July 8, 2011; Source: Wall Street Journal | This article by Terry Teachout of the Wall Street Journal asks whether the mission of New York City Opera has effectively expired aided by a few unfortunate business decisions. NYCO, whose tagline/mission has been – since 1943 when it was founded –  “the people’s opera” recently faced protests by its chorus and orchestra when it announced it was taking its show on the road instead of performing as usual in its space in Lincoln Center. The “people’s opera” designation was an expression of the company’s intention to be accessible in price and style – forward thinking and imaginative in its offerings and a training ground for new talent. It was, naturally, not without competition in New York City where the Metropolitan Opera has been one of the city’s anchor cultural institutions since 1880, but until recently it was known as the more staid of the two.

But life and times change and unlike the NYCO, the Metropolitan Opera — along with most other arts institutions with a whit of sense — realized a number of years ago it had to update its offerings and its image and it started to nurture its own talent. It no longer depended upon NYCO to develop the likes of Placido Domingo and Beverly Sills. Still, despite its move to Lincoln Center in 1966, NYCO was still the edgy opera in town.

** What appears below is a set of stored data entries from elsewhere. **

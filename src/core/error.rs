use std::error::Error as StdError;
use std::sync::Arc;
use std::time::Duration;

use thiserror::Error;

/// Error type shared by a work function, its failure subscribers and the
/// caller of `execute_async`.
#[derive(Error, Debug, Clone)]
pub enum CommandError {
    #[error("Operation cancelled")]
    Cancelled,

    #[error("Execution failed: {0}")]
    Failed(Arc<dyn StdError + Send + Sync + 'static>),

    #[error("Timed out after {0:?} waiting for command to finish")]
    TimedOut(Duration),

    #[error("No tokio runtime available to run the command")]
    NoRuntime,

    #[error("Invalid configuration: {0}")]
    Config(String),

    #[error("IO error: {0}")]
    Io(Arc<std::io::Error>),

    #[error("TOML error: {0}")]
    Toml(Arc<toml::de::Error>),

    #[error("Serialization error: {0}")]
    Serde(Arc<serde_json::Error>),
}

impl CommandError {
    /// Wrap an arbitrary error as a work failure
    pub fn failed<E>(error: E) -> Self
    where
        E: StdError + Send + Sync + 'static,
    {
        Self::Failed(Arc::new(error))
    }

    /// Wrap a plain message as a work failure
    pub fn msg(message: impl Into<String>) -> Self {
        Self::Failed(Arc::new(MessageError(message.into())))
    }

    pub fn is_cancelled(&self) -> bool {
        matches!(self, Self::Cancelled)
    }

    /// The underlying failure, if this is a work failure
    pub fn failure(&self) -> Option<&Arc<dyn StdError + Send + Sync + 'static>> {
        match self {
            Self::Failed(inner) => Some(inner),
            _ => None,
        }
    }
}

impl From<std::io::Error> for CommandError {
    fn from(error: std::io::Error) -> Self {
        Self::Io(Arc::new(error))
    }
}

impl From<toml::de::Error> for CommandError {
    fn from(error: toml::de::Error) -> Self {
        Self::Toml(Arc::new(error))
    }
}

impl From<serde_json::Error> for CommandError {
    fn from(error: serde_json::Error) -> Self {
        Self::Serde(Arc::new(error))
    }
}

/// Plain-text failure produced by [`CommandError::msg`]
#[derive(Error, Debug)]
#[error("{0}")]
pub struct MessageError(pub String);

pub type Result<T> = std::result::Result<T, CommandError>;

#[cfg(test)]
mod tests {
    use super::*;

    #[test]
    fn test_failed_keeps_identity_across_clones() {
        let err = CommandError::msg("boom");
        let copy = err.clone();
        let (a, b) = (err.failure().unwrap(), copy.failure().unwrap());
        assert!(Arc::ptr_eq(a, b));
        assert_eq!(copy.to_string(), "Execution failed: boom");
    }

    #[test]
    fn test_cancelled_is_not_a_failure() {
        let err = CommandError::Cancelled;
        assert!(err.is_cancelled());
        assert!(err.failure().is_none());
    }

    #[test]
    fn test_io_error_converts() {
        let io = std::io::Error::new(std::io::ErrorKind::NotFound, "missing");
        let err: CommandError = io.into();
        assert!(matches!(err, CommandError::Io(_)));
    }
}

Then at the NYCO the misstep was made of cancelling an entire season (2008 – 2009) to allow renovations to occur and footing was lost. A plan to follow that up with a season of unpopular 20th century pieces made matters worse and things have been cascading since.

Recent plans to leave the space in Lincoln Center and perform at various sites in Brooklyn and Manhattan have been met by protests by the chorus and orchestra who predict such a move would mean the permanent downfall of NYCO, but Terry Teachout of the WSJ suggests the problem may be in an expiration of need for the institution as unpalatable as that might be to those involved. He asks “Why Does New York Need Two Opera Companies?” Or it may be that the institution is trying to reduce unecessary fixed expenses in a business model that needs desperately to change and is, if act, trying to more closely to adhere to its mission?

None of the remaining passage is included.